Outro dia, o filho de uma vítima da Covid-19 dizia numa entrevista na Tv que não havia percebido as dimensões da tragédia planetária trazida pela pandemia até perder a própria mãe para a doença. Para ele, tudo o que está acontecendo é tão inusitado que até ali não parecia coisa real, mas uma obra de ficção. 

Esta é a minha sensação diante do falecimento de uma prima querida, vítima do Corona Vírus. Como se dizia no tempo dos orelhões: demorou até a ficha cair. Mas quando caiu causou um terremoto interior. A tragédia é duramente real, embora pareça absurdo andar lavando as mãos a toda hora e não poder chegar perto das outras pessoas.  

Adélia Maria era piauiense, médica pediatra e residia em São Paulo. Fomos criados praticamente juntos, na convivência das brincadeiras de criança na pequena Teresina daquele tempo. Lá, a televisão só foi chegar nos anos 60, pelo sinal repetido de uma emissora maranhense. Dez anos depois foi inaugurada a primeira emissora do estado, a Tv Rádio Clube. Até então, sem Tv, as brincadeiras de rua é que selavam os afetos e criavam laços que o tempo não esfiapava. Depois que se mudou para São Paulo e eu para Brasília passamos a nos ver bem menos, só lá uma vez ou outra, quando as férias em Teresina coincidiam. Aí lembrávamos daquele tempo. Era bom. Mesmo distantes geograficamente, mantivemos vivos os laços de bem-querer.

Demora pra gente acreditar  

Nós, comunicadores, sabemos dos limites da mediação. Lá num passado muito distante, conhecido como Pré-História, os homens se comunicavam por gestos, gritos e grunhidos. Era quase impossível, transmitir uma ideia abstrata, como um sentimento. Depois vieram as   primeiras representações imagéticas, as pinturas rupestres, com cenas de caça e uma ou outra imagem da natureza. A palavra só foi chegar muito lá na frente, na forma oral. Mas já trazia um pouco da capacidade de passar emoções. Adiante, muito mais adiante, veio a palavra impressa que, mesmo não contando com a entonação para exprimir melhor os significados, inaugurou a era conhecida como História.  A evolução prosseguiu com a chegada dos meios de comunicação modernos, primeiro o jornal impresso, depois o rádio, a Tv e, por último, a internet com todos os seus infinitos recursos.
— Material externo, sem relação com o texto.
//! HTTP client for the message generation service.

use nearcast_core::environment::{GeneratedReply, GeneratorRequest, MessageGenerator};
use nearcast_core::error::GeneratorError;
use reqwest::{Client, StatusCode};
use std::future::Future;
use std::pin::Pin;
use std::time::Duration;

/// Client-side timeout on generation calls. A slow generator falls through
/// to the fallback message rather than stalling the partition's worker.
pub const REQUEST_TIMEOUT: Duration = Duration::from_secs(10);

/// HTTP message generator client.
///
/// POSTs `{user: {age, profession, interests}, poi: {name, category,
/// description}}` and expects `{message, cached}` back. Any non-2xx status
/// is a generation failure.
#[derive(Clone)]
pub struct HttpMessageGenerator {
    client: Client,
    url: String,
}

impl HttpMessageGenerator {
    /// Create a client for the generation endpoint at `url`.
    ///
    /// # Errors
    ///
    /// Returns [`GeneratorError::RequestFailed`] if the underlying HTTP
    /// client cannot be constructed.
    pub fn new(url: impl Into<String>) -> Result<Self, GeneratorError> {
        let client = Client::builder()
            .timeout(REQUEST_TIMEOUT)
            .build()
            .map_err(|e| GeneratorError::RequestFailed(e.to_string()))?;
        Ok(Self {
            client,
            url: url.into(),
        })
    }

    /// The endpoint this client targets.
    #[must_use]
    pub fn url(&self) -> &str {
        &self.url
    }
}

impl MessageGenerator for HttpMessageGenerator {
    fn generate(
        &self,
        request: &GeneratorRequest,
    ) -> Pin<Box<dyn Future<Output = Result<GeneratedReply, GeneratorError>> + Send + '_>> {
        let request = request.clone();
        Box::pin(async move {
            let response = self
                .client
                .post(&self.url)
                .json(&request)
                .send()
                .await
                .map_err(|e| GeneratorError::RequestFailed(e.to_string()))?;

            match response.status() {
                StatusCode::OK => response
                    .json::<GeneratedReply>()
                    .await
                    .map_err(|e| GeneratorError::ResponseParseFailed(e.to_string())),
                status => {
                    let body = response.text().await.unwrap_or_default();
                    Err(GeneratorError::Api {
                        status: status.as_u16(),
                        message: body,
                    })
                },
            }
        })
    }
}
Nesse rascunho ligeiro, vê-se que evoluímos bastante. Mas, curiosamente, permanecemos reféns dos limites da mediação. Nunca conseguiremos comunicar integralmente o que pretendemos. A palavra, com todos os seus recursos, é muito limitada. Se digo “casa” você entende. Mas será que entende exatamente a casa que tenho na mente e quero lhe transmitir, com sua cor, seu tamanho, sua localização? Nem que eu faça um desenho, uma pintura, um filme, conseguirei passar uma ideia completa da casa em que penso. Pois da mesma forma que a palavra, a imagem também trai a comunicação. Jamais conseguirei “dizer” com uma imagem exatamente o que penso. Em 1929 o surrealista belga René Magritte pintou um cachimbo e escreveu embaixo: Ceci n’est pas une pipe (Isto não é um cachimbo). Queria demonstrar que uma coisa é o objeto, outra é a sua representação.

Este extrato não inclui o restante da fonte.